The two Marys are about to make a discovery that baffles them, frightens them and ultimately transforms them. Verses 2 through 4 set up their discovery by telling us what happened even earlier in the day, before they arrived. There was an earthquake and an angel. And the stone, which Mark tells us the women worried was too heavy to move, was rolled away from the tomb’s entrance.
There were guards, Roman soldiers, as Matthew explained also in the previous chapter. The Roman governor Pilate had given the Jewish leaders a detail to guard the tomb in case Jesus’ disciples might come and steal His body and then pretend He had been raised from the dead. But the earthquake and the angel frightened the soldiers so much that they “became like dead men,” says verse 4. In other words, they were shocked into unconsciousness.
Instead of meeting the Roman guards, then, verse 5 tells us the women met the bright, awesome visitor from heaven. The angel had no desire to frighten the women, so his first words to them are, “Do not be afraid.” Then he gave them their great discovery. “…you are looking for Jesus, who was crucified. He is not here; he is risen, just as he said. Come and see the place where he lay.”
From the other Gospels we know they did follow the angel into the tomb, but they did not find the body of Jesus. All they found were the linen grave clothes in which He’d been hastily wrapped on Friday night. So again, the first great find of Easter morning was that which was not found. The tomb was empty. Jesus was not in it.
Unlike the California gold rush, Easter did not begin with a cover up. There is absolutely no hint of conspiracy in verse 7 as the angel directs the women to “go quickly and tell his disciples: ‘He is risen from the dead and is going ahead of you into Galilee.’”
The empty tomb was not to be a secret. The two Marys and the other women were to make a public announcement. Which is very interesting for this reason: women in the ancient Jewish world and in antiquity in general were not regarded as credible witnesses. They did not give testimony in court. Men tended to discount the word of a woman. And that’s exactly what happened, we’re told over in Luke’s Gospel. At first, most of the disciples simply did not believe these women.

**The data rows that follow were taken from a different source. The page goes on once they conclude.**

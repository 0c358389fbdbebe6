use std::fmt;
use std::time::Duration;

use anyhow::Result;
use async_trait::async_trait;
use reqwest::{header, Client};
use serde::de::DeserializeOwned;
use tracing::debug;

use super::TransportError;

#[derive(Debug, Clone, Copy, PartialEq, Eq)]
pub enum Method {
    Get,
    Post,
    Put,
    Patch,
    Delete,
}

impl Method {
    pub fn parse(value: &str) -> Option<Self> {
        match value.to_ascii_uppercase().as_str() {
            "GET" => Some(Method::Get),
            "POST" => Some(Method::Post),
            "PUT" => Some(Method::Put),
            "PATCH" => Some(Method::Patch),
            "DELETE" => Some(Method::Delete),
            _ => None,
        }
    }

    fn as_reqwest(&self) -> reqwest::Method {
        match self {
            Method::Get => reqwest::Method::GET,
            Method::Post => reqwest::Method::POST,
            Method::Put => reqwest::Method::PUT,
            Method::Patch => reqwest::Method::PATCH,
            Method::Delete => reqwest::Method::DELETE,
        }
    }
}

impl fmt::Display for Method {
    fn fmt(&self, f: &mut fmt::Formatter<'_>) -> fmt::Result {
        f.write_str(self.as_reqwest().as_str())
    }
}

/// An outgoing API call, relative to the transport's base URL.
#[derive(Debug, Clone, PartialEq)]
pub struct ApiRequest {
    pub method: Method,
    pub path: String,
    pub headers: Vec<(String, String)>,
    pub body: Option<serde_json::Value>,
}

impl ApiRequest {
    pub fn new(method: Method, path: impl Into<String>) -> Self {
        Self {
            method,
            path: path.into(),
            headers: Vec::new(),
            body: None,
        }
    }

    pub fn get(path: impl Into<String>) -> Self {
        Self::new(Method::Get, path)
    }

    pub fn post(path: impl Into<String>, body: serde_json::Value) -> Self {
        Self::new(Method::Post, path).with_body(body)
    }

    pub fn with_body(mut self, body: serde_json::Value) -> Self {
        self.body = Some(body);
        self
    }

    /// Set a header, replacing any existing value (names compare case-insensitively).
    pub fn set_header(&mut self, name: &str, value: impl Into<String>) {
        self.headers.retain(|(n, _)| !n.eq_ignore_ascii_case(name));
        self.headers.push((name.to_string(), value.into()));
    }

    pub fn header(&self, name: &str) -> Option<&str> {
        self.headers
            .iter()
            .find(|(n, _)| n.eq_ignore_ascii_case(name))
            .map(|(_, v)| v.as_str())
    }
}

/// A received API answer. Non-2xx statuses are still responses, not errors.
#[derive(Debug, Clone, PartialEq, Eq)]
pub struct ApiResponse {
    pub status: u16,
    pub body: String,
}

impl ApiResponse {
    pub fn is_success(&self) -> bool {
        (200..300).contains(&self.status)
    }

    pub fn is_unauthorized(&self) -> bool {
        self.status == 401
    }

    pub fn json<T: DeserializeOwned>(&self) -> serde_json::Result<T> {
        serde_json::from_str(&self.body)
    }
}

/// Anything that can carry an `ApiRequest` to the API.
#[async_trait]
pub trait Transport: Send + Sync {
    async fn send(&self, request: ApiRequest) -> Result<ApiResponse, TransportError>;
}

/// HTTP request timeout in seconds.
/// 30s allows for slow API responses while failing fast enough for good UX.
pub const DEFAULT_TIMEOUT_SECS: u64 = 30;

/// reqwest-backed transport.
/// Clone is cheap - reqwest::Client uses Arc internally for connection pooling.
#[derive(Clone)]
pub struct HttpTransport {
    client: Client,
    base_url: String,
}

impl HttpTransport {
    pub fn new(base_url: &str) -> Result<Self> {
        Self::with_timeout(base_url, Duration::from_secs(DEFAULT_TIMEOUT_SECS))
    }

    pub fn with_timeout(base_url: &str, timeout: Duration) -> Result<Self> {
        let client = Client::builder().timeout(timeout).build()?;
        Ok(Self {
            client,
            base_url: base_url.trim_end_matches('/').to_string(),
        })
    }

    pub fn base_url(&self) -> &str {
        &self.base_url
    }

    fn url_for(&self, path: &str) -> String {
        if path.starts_with("http://") || path.starts_with("https://") {
            path.to_string()
        } else if path.starts_with('/') {
            format!("{}{}", self.base_url, path)
        } else {
            format!("{}/{}", self.base_url, path)
        }
    }

    fn headers_for(request: &ApiRequest) -> Result<header::HeaderMap, TransportError> {
        let mut headers = header::HeaderMap::new();
        headers.insert(header::ACCEPT, header::HeaderValue::from_static("application/json"));
        for (name, value) in &request.headers {
            let name = header::HeaderName::from_bytes(name.as_bytes())
                .map_err(|e| TransportError::InvalidRequest(format!("header name {}: {}", name, e)))?;
            let value = header::HeaderValue::from_str(value)
                .map_err(|e| TransportError::InvalidRequest(format!("header {}: {}", name, e)))?;
            headers.insert(name, value);
        }
        Ok(headers)
    }
}

#[async_trait]
impl Transport for HttpTransport {
    async fn send(&self, request: ApiRequest) -> Result<ApiResponse, TransportError> {
        let url = self.url_for(&request.path);
        let mut builder = self
            .client
            .request(request.method.as_reqwest(), &url)
            .headers(Self::headers_for(&request)?);
        if let Some(ref body) = request.body {
            builder = builder.json(body);
        }

        let response = builder.send().await?;
        let status = response.status().as_u16();
        let body = response.text().await?;
        debug!(method = %request.method, url = %url, status, "API response received");

        Ok(ApiResponse { status, body })
    }
}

Of course their greatest find is still to come. Verse 8 says they ran away from that incredible scene of the angel and the empty tomb, “afraid yet filled with joy.” Their emotions were mixed, maybe a little like John Sutter who was surely excited and pleased to find gold, but also very worried about what it would mean for all his big farming plans. But as the women hurried off they had an encounter which would completely erase any fear or thought they might have had of keeping it all quiet.
Verse 9 begins with the incredible sentence, “Suddenly Jesus met them.” Just dwell on that for a moment. They got up that morning weeping for a dead Man. They had gone to do what little they could to pay respect to His remains and His memory. They had been devastated and amazed to find those remains missing and an angel in their place. And now, now, they meet, alive and speaking to them, that very Man. Just feel yourself in their place for a moment, and let the cascade of their emotions pour over you.
We have absolutely no proper way to translate into English what Jesus first said to them. Our TNIV translation, “Greetings,” is as good as it gets and it’s pretty lame. You meet a man raised from the dead and He says, “Hi there!”? No, the Greek word here is chairete, which had become a standard sort of meaningless greeting like our “Hello” or “How are you?” But here on the lips of the risen Lord we need to somehow appreciate its lost literal sense. Jesus’ greeting to them actually meant, “Rejoice!”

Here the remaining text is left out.